Enable Observability for the Deployment Plan

Overview

The purpose of this document is to assist users of the Deployment Plan in implementing observability for their deployment to enhance the overall reliability of the Guance service. This document covers two classic observability patterns and how to deploy Datakit data collection, logging and parsing, APM, Synthetic Tests, RUM in a Kubernetes environment. Additionally, we provide one-click import template files for infrastructure and middleware observability and application service observability to facilitate better monitoring of your environment.

Deployment Plan Observability Patterns

This pattern refers to monitoring oneself.
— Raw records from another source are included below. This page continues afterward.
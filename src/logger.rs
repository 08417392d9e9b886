//! Session logger — writes all log output to a single file in the OS data directory.
//!
//! The file is **truncated (overwritten) at each launch**, so it only ever
//! contains output from the most-recent session.  This prevents the log from
//! growing unboundedly.
//!
//! Log location:
//!   Windows:  `%APPDATA%\paintcore\paintcore.log`
//!   Linux:    `~/.local/share/paintcore/paintcore.log`
//!   macOS:    `~/Library/Application Support/paintcore/paintcore.log`
//!
//! The host application opts in by calling [`init`] once at startup; without
//! it every log call is a cheap no-op.  Inside the crate use the `log_info!`
//! / `log_warn!` / `log_err!` macros.  Logging never panics and never fails
//! a render-loop call.

use std::fs::{self, File, OpenOptions};
use std::io::Write;
use std::path::PathBuf;
use std::sync::{Mutex, OnceLock};
use std::time::{SystemTime, UNIX_EPOCH};

static LOG_FILE: OnceLock<Mutex<File>> = OnceLock::new();
static LOG_PATH: OnceLock<PathBuf> = OnceLock::new();

/// Returns the path to the current session log file.
pub fn log_path() -> Option<&'static PathBuf> {
    LOG_PATH.get()
}

/// Write a line to the session log.  Silently ignores I/O errors so that
/// logging never crashes the application.
pub fn write_line(line: &str) {
    if let Some(mutex) = LOG_FILE.get() {
        if let Ok(mut file) = mutex.lock() {
            let _ = writeln!(file, "{}", line);
        }
    }
}

/// Write a timestamped, level-tagged line to the session log.
pub fn write(level: &str, msg: &str) {
    let ts = timestamp();
    write_line(&format!("[{}] [{}] {}", ts, level, msg));
}

#[macro_export]
macro_rules! log_info {
    ($($arg:tt)*) => {
        $crate::logger::write("INFO", &format!($($arg)*))
    };
}

#[macro_export]
macro_rules! log_warn {
    ($($arg:tt)*) => {
        $crate::logger::write("WARN", &format!($($arg)*))
    };
}

#[macro_export]
macro_rules! log_err {
    ($($arg:tt)*) => {
        $crate::logger::write("ERROR", &format!($($arg)*))
    };
}

/// Initialise the session logger.  Call once before creating an engine.
///
/// * Creates (or truncates) the log file.
/// * Installs a panic hook that writes the panic message to the log before
///   propagating to the default handler.
pub fn init() {
    let path = log_file_path();

    // Ensure parent directory exists
    if let Some(parent) = path.parent() {
        let _ = fs::create_dir_all(parent);
    }

    // Open file, truncating any previous session's content
    let file = OpenOptions::new()
        .create(true)
        .write(true)
        .truncate(true)
        .open(&path);

    match file {
        Ok(f) => {
            let _ = LOG_PATH.set(path.clone());
            let _ = LOG_FILE.set(Mutex::new(f));
        }
        Err(e) => {
            // Can't open log file — not fatal, just skip
            eprintln!("[logger] Failed to open log file {:?}: {}", path, e);
            return;
        }
    }

    // Write session header
    write_line(&format!(
        "=== paintcore session started {} ===",
        human_timestamp()
    ));
    write_line(&format!("Log file: {}", path.display()));
    write_line("");

    // Install panic hook — mirrors panic info to the log, then runs default handler
    let prev = std::panic::take_hook();
    std::panic::set_hook(Box::new(move |info| {
        write_line(&format!("[{}] [PANIC] {}", timestamp(), info));
        prev(info);
    }));
}

fn log_file_path() -> PathBuf {
    data_dir().join("paintcore").join("paintcore.log")
}

/// Platform data directory (without the app sub-folder).
fn data_dir() -> PathBuf {
    #[cfg(target_os = "windows")]
    {
        if let Ok(appdata) = std::env::var("APPDATA") {
            return PathBuf::from(appdata);
        }
    }
    #[cfg(target_os = "macos")]
    {
        if let Ok(home) = std::env::var("HOME") {
            return PathBuf::from(home)
                .join("Library")
                .join("Application Support");
        }
    }
    // Linux / fallback
    if let Ok(xdg) = std::env::var("XDG_DATA_HOME") {
        return PathBuf::from(xdg);
    }
    if let Ok(home) = std::env::var("HOME") {
        return PathBuf::from(home).join(".local").join("share");
    }
    // Last resort: current working directory
    PathBuf::from(".")
}

/// Simple seconds-since-epoch timestamp string.
fn timestamp() -> String {
    match SystemTime::now().duration_since(UNIX_EPOCH) {
        Ok(d) => {
            let secs = d.as_secs();
            // Format as HH:MM:SS within the current day (good enough for a session log)
            let h = (secs % 86400) / 3600;
            let m = (secs % 3600) / 60;
            let s = secs % 60;
            format!("{:02}:{:02}:{:02}", h, m, s)
        }
        Err(_) => "??:??:??".to_string(),
    }
}

/// Human-readable date-time for the session header.
fn human_timestamp() -> String {
    match SystemTime::now().duration_since(UNIX_EPOCH) {
        Ok(d) => format!("(unix {})", d.as_secs()),
        Err(_) => "(unknown time)".to_string(),
    }
}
In other words, data is sent to one's own workspace. This means that if the environment goes down, one will not be able to observe their own data and further troubleshoot the issue. The advantage of this approach is ease of deployment. The disadvantage is that data is continuously generated, leading to data self-iteration and an endless loop. Additionally, if the cluster crashes, one cannot observe the issue.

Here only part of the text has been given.